# Which Projector and why?



## ShakingHorizons (Feb 23, 2010)

Which projector and why?

Vivitek H1080FD 
Optoma HD20 
Mitsubishi HC3800 
Epson PowerLite Home Cinema 8100 
Optoma HD66

ProjectorCentral: Compare Projectors

I am leaning towards the Epson due to it being a 3 LCD projector. 

The screen will be 85" Diagonal and you will be sitting roughly 12-13' away. 

Lighting will be very dim, just enough to see the floor.

Budget $1500


----------



## monkeybutt (Oct 1, 2005)

You'd probably get this question fielded better over at the AVS forum. 

Saying that I was looking to upgrade from a Panasonic AX200 720P projector and after doing a literature review I chose the Epson 8100. I bought this projector and put it through its paces for about a week. I looked at standard DVDs, HD DVDs and Blu-rays. I tried some tuning settings from Projector reviews.com and the AVS forum. In the end I ended up returning it as I couldn't get a picture as sharp or as bright or with the proper skin tones as I could w/ the Panasonic. The caution here is that you may want to view and compare before you are stuck w/ a purchase. I was really surprised that the newer 1080P Epson 8100 did not impress me w/ a much better picture than I was able to achieve with it.

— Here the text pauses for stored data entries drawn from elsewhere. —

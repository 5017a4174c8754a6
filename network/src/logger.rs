//! Serial logger for pre-OS execution.
//!
//! Minimal, no-allocation `log` backend writing to COM1 (0x3F8). Firmware
//! that already has a logger installed should keep it; the driver only
//! talks to the `log` facade.

use core::fmt::{self, Write};

use log::{Level, LevelFilter, Log, Metadata, Record, SetLoggerError};
use spin::Mutex;

/// Serial port base address (COM1).
const SERIAL_PORT: u16 = 0x3F8;

/// Transmit-ready polls before a byte is dropped.
const TX_READY_RETRIES: u32 = 100;

/// Write a single byte to COM1.
#[cfg(target_arch = "x86_64")]
#[inline]
pub fn write_byte(byte: u8) {
    unsafe {
        // Wait for transmit holding register empty (bounded)
        let mut retries = 0u32;
        loop {
            let status: u8;
            core::arch::asm!(
                "in al, dx",
                in("dx") SERIAL_PORT + 5,
                out("al") status,
                options(nomem, nostack, preserves_flags)
            );
            if status & 0x20 != 0 {
                break;
            }
            retries += 1;
            if retries > TX_READY_RETRIES {
                return; // Port not responding
            }
            core::hint::spin_loop();
        }
        core::arch::asm!(
            "out dx, al",
            in("dx") SERIAL_PORT,
            in("al") byte,
            options(nomem, nostack, preserves_flags)
        );
    }
}

#[cfg(not(target_arch = "x86_64"))]
#[inline]
pub fn write_byte(_byte: u8) {}

/// `fmt::Write` over COM1, translating `\n` to `\r\n`.
struct SerialWriter;

impl Write for SerialWriter {
    fn write_str(&mut self, s: &str) -> fmt::Result {
        for byte in s.bytes() {
            if byte == b'\n' {
                write_byte(b'\r');
            }
            write_byte(byte);
        }
        Ok(())
    }
}

/// `log` backend over COM1.
pub struct SerialLogger {
    /// Keeps lines from interleaving.
    lock: Mutex<()>,
}

impl SerialLogger {
    /// A logger with nothing written yet.
    pub const fn new() -> Self {
        Self {
            lock: Mutex::new(()),
        }
    }
}

impl Default for SerialLogger {
    fn default() -> Self {
        Self::new()
    }
}

fn level_tag(level: Level) -> &'static str {
    match level {
        Level::Error => "ERROR",
        Level::Warn => "WARN ",
        Level::Info => "INFO ",
        Level::Debug => "DEBUG",
        Level::Trace => "TRACE",
    }
}

impl Log for SerialLogger {
    fn enabled(&self, metadata: &Metadata) -> bool {
        metadata.level() <= log::max_level()
    }

    fn log(&self, record: &Record) {
        if !self.enabled(record.metadata()) {
            return;
        }
        let _guard = self.lock.lock();
        // Serial output cannot fail in a way worth reporting.
        let _ = writeln!(SerialWriter, "[{}] {}", level_tag(record.level()), record.args());
    }

    fn flush(&self) {}
}

static LOGGER: SerialLogger = SerialLogger::new();

/// Install the serial logger as the global `log` backend.
pub fn init(level: LevelFilter) -> Result<(), SetLoggerError> {
    log::set_logger(&LOGGER)?;
    log::set_max_level(level);
    Ok(())
}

I ended up keeping my AX200 and getting a 65" plasma for earlier viewing during long summer days. As you can tell I don't have a light controlled room. I view from about 13 to 14 feet away.


----------



## 2500hd (Aug 22, 2009)

Epson emp-835p..... cuz I got it for $30 on craigslist


----------



## tyort1 (Jun 2, 2010)

The latest Panasonic LCD projectors are pretty spectacular.


----------



## subwoofery (Nov 9, 2008)

Year after year, Panasonic stays on top of the best for the budget. 
They usually have 2 models ; an entry level and their top of the line (which is "only" around $2k) 

Kelvin


----------